Im Gespräch mit watson erklärt Dazn-Experte Jonas Hummels die Entwicklung des BVB, wer im Spiel zum X-Faktor wird und wo der FC Bayern aktuell steht. Bei der Bewertung der bisherigen Leistungen von Thomas Tuchel bei den Münchnern widerspricht er den Einschätzungen von Lothar Matthäus und Dietmar Hamann entschieden.

watson: Jonas, wie würdest du Mentalität definieren?

Jonas Hummels: Es ist ein sehr ausgedehnter Begriff: Aber generell würde ich sagen, dass man nicht verlieren will und auch nicht aufgibt, wenn man hinten liegt oder es schlecht läuft.

Den Dortmundern wurde gerade nach dem 1:0-Sieg gegen Newcastle und dem 3:3 gegen Frankfurt nachgesagt, dass sie jetzt die zuvor immer fehlende Mentalität hätten.

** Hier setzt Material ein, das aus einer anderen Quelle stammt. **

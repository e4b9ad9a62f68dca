use std::convert::Infallible;

use axum::body::Body;
use axum::extract::rejection::JsonRejection;
use axum::extract::State;
use axum::http::{header, StatusCode};
use axum::response::{IntoResponse, Response};
use axum::{routing::post, Json, Router};
use bytes::Bytes;
use futures_core::Stream;
use studyhive_core::{build_rolling_context, TranscribeError};
use studyhive_provider::{LlmMessage, StreamChunk};
use studyhive_schema::{ChatRequest, ChatStreamChunk, TranscribeRequest};
use tokio_stream::StreamExt;

use crate::state::AppState;

pub fn router() -> Router<AppState> {
    Router::new()
        .route("/", post(chat))
        .route("/transcribe", post(transcribe))
}

async fn chat(
    State(state): State<AppState>,
    body: Result<Json<ChatRequest>, JsonRejection>,
) -> Response {
    let Ok(Json(request)) = body else {
        return (StatusCode::BAD_REQUEST, "Invalid body").into_response();
    };

    let history: Vec<LlmMessage> = request
        .messages
        .iter()
        .map(|m| LlmMessage {
            role: m.role.as_str().to_string(),
            content: m.content.clone(),
        })
        .collect();
    let prepared = build_rolling_context(&history);

    state.events.record(
        "chat_stream",
        serde_json::json!({ "sessionId": request.session_id }),
    );

    match state
        .router
        .stream(&state.chat_policy, None, prepared, 1024, Some(0.3))
        .await
    {
        Ok(stream) => ndjson_response(Body::from_stream(ndjson_lines(stream))),
        // Every fallback failed: still a 200 with a terminal error line, so
        // the client's stream loop ends cleanly.
        Err(_) => ndjson_response(Body::from(encode_line(&ChatStreamChunk::failed(
            "Model error",
        )))),
    }
}

fn ndjson_response(body: Body) -> Response {
    (
        StatusCode::OK,
        [(header::CONTENT_TYPE, "application/json; charset=utf-8")],
        body,
    )
        .into_response()
}

fn encode_line(chunk: &ChatStreamChunk) -> Bytes {
    let mut line = serde_json::to_string(chunk).unwrap_or_else(|_| "{}".to_string());
    line.push('\n');
    Bytes::from(line)
}

/// Re-encode provider deltas as newline-delimited JSON, always terminated by
/// a `done` line even when the provider stream errors mid-way.
fn ndjson_lines(
    stream: impl Stream<Item = anyhow::Result<StreamChunk>> + Send + 'static,
) -> impl Stream<Item = Result<Bytes, Infallible>> + Send {
    async_stream::stream! {
        tokio::pin!(stream);
        while let Some(chunk) = stream.next().await {
            match chunk {
                Ok(chunk) if chunk.is_final => {
                    yield Ok(encode_line(&ChatStreamChunk::done()));
                    return;
                }
                Ok(chunk) => {
                    if !chunk.delta.is_empty() {
                        yield Ok(encode_line(&ChatStreamChunk::delta(chunk.delta)));
                    }
                }
                Err(e) => {
                    yield Ok(encode_line(&ChatStreamChunk::failed(e.to_string())));
                    return;
                }
            }
        }
        yield Ok(encode_line(&ChatStreamChunk::done()));
    }
}

async fn transcribe(
    State(state): State<AppState>,
    body: Result<Json<TranscribeRequest>, JsonRejection>,
) -> Response {
    let Ok(Json(request)) = body else {
        return (StatusCode::BAD_REQUEST, "Invalid JSON").into_response();
    };

    match state.transcriber.transcribe(&request).await {
        Ok(response) => (StatusCode::OK, Json(serde_json::json!(response))).into_response(),
        Err(err) => {
            let status = match &err {
                TranscribeError::UnsupportedMime => StatusCode::UNSUPPORTED_MEDIA_TYPE,
                TranscribeError::InvalidBase64 => StatusCode::BAD_REQUEST,
                TranscribeError::TooLarge => StatusCode::PAYLOAD_TOO_LARGE,
                TranscribeError::Failed(_) => StatusCode::INTERNAL_SERVER_ERROR,
            };
            (status, err.to_string()).into_response()
        }
    }
}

Man kann ja nicht keine Mentalität haben, sondern es hat immer verschiedene Facetten. Sie hatten immer Mentalität, aber in dieser Saison sind sie erwachsener geworden und haben einen Reifeprozess durchgemacht. Spiele wie gegen Frankfurt hätten sie vergangene Saison noch verloren.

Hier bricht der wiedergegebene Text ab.